THE DATA Start Marker

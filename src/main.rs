use anyhow::{anyhow, Context, Result};
use burn::config::Config;
use clap::Parser;
use std::path::{Path, PathBuf};
use tracing::info;
use tracing_subscriber::EnvFilter;

use rl_agent_config::rl_algorithm::base::{run_episodes, RunSummary};
use rl_agent_config::rl_env::config::EnvConfig;
use rl_agent_config::rl_env::unittest_env::UnittestEnvironment;
use rl_agent_config::utils::{RngStream, SeedContext};
use rl_agent_config::{DryRunEngine, PpoConfig, ProximalPolicyOptimization, TrainingEngine};

/// Compile a PPO agent spec into the model config handed to the training engine.
#[derive(Parser, Debug)]
#[command(name = "rl_agent_config", version)]
struct Cli {
    /// JSON agent spec
    #[arg(long)]
    spec: PathBuf,

    /// Override the spec's random seed
    #[arg(long)]
    seed: Option<u64>,

    /// Pretty-print the compiled model config
    #[arg(long)]
    pretty: bool,

    /// Run this many episodes on a synthetic environment after compiling
    #[arg(long, default_value_t = 0)]
    dry_run_episodes: usize,
}

fn init_logging() {
    let filter = EnvFilter::try_from_default_env().unwrap_or_else(|_| EnvFilter::new("info"));
    tracing_subscriber::fmt()
        .with_env_filter(filter)
        .with_target(false)
        .with_writer(std::io::stderr)
        .init();
}

/// Loads the agent spec at `path`, with `seed` replacing its seed when given.
fn load_spec(path: &Path, seed: Option<u64>) -> Result<PpoConfig> {
    let mut spec = PpoConfig::load(path)
        .map_err(|err| anyhow!("failed to load {}: {:?}", path.display(), err))?;
    if seed.is_some() {
        spec.seed = seed;
    }
    return Ok(spec);
}

fn render_model_config(agent: &ProximalPolicyOptimization<DryRunEngine>, pretty: bool) -> Result<String> {
    let model_config = agent.engine().config();
    let json = if pretty {
        serde_json::to_string_pretty(model_config)?
    } else {
        serde_json::to_string(model_config)?
    };
    return Ok(json);
}

fn dry_run(
    agent: &mut ProximalPolicyOptimization<DryRunEngine>,
    num_episodes: usize,
) -> Result<RunSummary> {
    let seeds = SeedContext::new(agent.spec().seed);
    let env_config = EnvConfig::new().with_max_episode_timesteps(agent.spec().max_episode_timesteps);
    let mut env = UnittestEnvironment::new(
        agent.spec().states.clone(),
        agent.spec().actions.clone(),
        env_config,
        seeds.rng(RngStream::Environment),
    )
    .context("failed to create environment")?;
    let summary = run_episodes(agent.engine_mut(), &mut env, num_episodes)?;
    return Ok(summary);
}

fn main() -> Result<()> {
    init_logging();
    let cli = Cli::parse();

    let spec = load_spec(&cli.spec, cli.seed)?;
    let mut agent = ProximalPolicyOptimization::<DryRunEngine>::new(spec)?;
    println!("{}", render_model_config(&agent, cli.pretty)?);

    if cli.dry_run_episodes > 0 {
        let summary = dry_run(&mut agent, cli.dry_run_episodes)?;
        let mean_reward =
            summary.episode_rewards.iter().sum::<f32>() / summary.episodes.max(1) as f32;
        info!(
            "episodes={} timesteps={} updates={} mean_reward={:.3}",
            summary.episodes,
            summary.timesteps,
            summary.updates.len(),
            mean_reward
        );
    }
    return Ok(());
}

#[cfg(test)]
mod tests {
    use super::*;

    fn write_spec(name: &str, spec: &PpoConfig) -> PathBuf {
        let path = std::env::temp_dir().join(format!("rl_agent_config_cli_{name}.json"));
        spec.save(&path).unwrap();
        path
    }

    fn spec() -> PpoConfig {
        PpoConfig {
            seed: Some(5),
            ..PpoConfig::new(
                UnittestEnvironment::default_states(),
                UnittestEnvironment::default_actions(),
                5,
                2,
            )
        }
    }

    #[test]
    fn test_cli_flags() {
        let cli = Cli::try_parse_from([
            "rl_agent_config",
            "--spec",
            "agent.json",
            "--seed",
            "3",
            "--pretty",
            "--dry-run-episodes",
            "4",
        ])
        .unwrap();
        assert_eq!(cli.spec, PathBuf::from("agent.json"));
        assert_eq!(cli.seed, Some(3));
        assert!(cli.pretty);
        assert_eq!(cli.dry_run_episodes, 4);

        let cli = Cli::try_parse_from(["rl_agent_config", "--spec", "agent.json"]).unwrap();
        assert_eq!(cli.seed, None);
        assert!(!cli.pretty);
        assert_eq!(cli.dry_run_episodes, 0);
        assert!(Cli::try_parse_from(["rl_agent_config"]).is_err());
    }

    #[test]
    fn test_load_spec_seed_override() {
        let path = write_spec("seed", &spec());
        let kept = load_spec(&path, None).unwrap();
        let replaced = load_spec(&path, Some(9)).unwrap();
        std::fs::remove_file(&path).ok();
        assert_eq!(kept, spec());
        assert_eq!(replaced.seed, Some(9));
        assert!(load_spec(Path::new("/nonexistent/agent.json"), None).is_err());
    }

    #[test]
    fn test_compile_and_dry_run() {
        let path = write_spec("dry_run", &spec());
        let loaded = load_spec(&path, Some(1)).unwrap();
        std::fs::remove_file(&path).ok();
        let mut agent = ProximalPolicyOptimization::<DryRunEngine>::new(loaded).unwrap();

        let compact = render_model_config(&agent, false).unwrap();
        let pretty = render_model_config(&agent, true).unwrap();
        assert!(!compact.contains('\n'));
        assert!(pretty.contains('\n'));
        let json: serde_json::Value = serde_json::from_str(&compact).unwrap();
        assert_eq!(json["seed"], 1);
        assert_eq!(json, serde_json::from_str::<serde_json::Value>(&pretty).unwrap());

        let summary = dry_run(&mut agent, 4).unwrap();
        assert_eq!(summary.episodes, 4);
        assert_eq!(summary.updates.len(), 2);
    }
}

THE DATA End Marker

> [EXERCISE DETAILS]: Your task is to retype the entries verbatim, starting with the line that holds "return Ok(());" and stopping after the line that holds "let loaded = load_spec(&path, Some(1)).unwrap();".

> [TASK RESULT]:
    return Ok(());
}

#[cfg(test)]
mod tests {
    use super::*;

    fn write_spec(name: &str, spec: &PpoConfig) -> PathBuf {
        let path = std::env::temp_dir().join(format!("rl_agent_config_cli_{name}.json"));
        spec.save(&path).unwrap();
        path
    }

    fn spec() -> PpoConfig {
        PpoConfig {
            seed: Some(5),
            ..PpoConfig::new(
                UnittestEnvironment::default_states(),
                UnittestEnvironment::default_actions(),
                5,
                2,
            )
        }
    }

    #[test]
    fn test_cli_flags() {
        let cli = Cli::try_parse_from([
            "rl_agent_config",
            "--spec",
            "agent.json",
            "--seed",
            "3",
            "--pretty",
            "--dry-run-episodes",
            "4",
        ])
        .unwrap();
        assert_eq!(cli.spec, PathBuf::from("agent.json"));
        assert_eq!(cli.seed, Some(3));
        assert!(cli.pretty);
        assert_eq!(cli.dry_run_episodes, 4);

        let cli = Cli::try_parse_from(["rl_agent_config", "--spec", "agent.json"]).unwrap();
        assert_eq!(cli.seed, None);
        assert!(!cli.pretty);
        assert_eq!(cli.dry_run_episodes, 0);
        assert!(Cli::try_parse_from(["rl_agent_config"]).is_err());
    }

    #[test]
    fn test_load_spec_seed_override() {
        let path = write_spec("seed", &spec());
        let kept = load_spec(&path, None).unwrap();
        let replaced = load_spec(&path, Some(9)).unwrap();
        std::fs::remove_file(&path).ok();
        assert_eq!(kept, spec());
        assert_eq!(replaced.seed, Some(9));
        assert!(load_spec(Path::new("/nonexistent/agent.json"), None).is_err());
    }

    #[test]
    fn test_compile_and_dry_run() {
        let path = write_spec("dry_run", &spec());
        let loaded = load_spec(&path, Some(1)).unwrap();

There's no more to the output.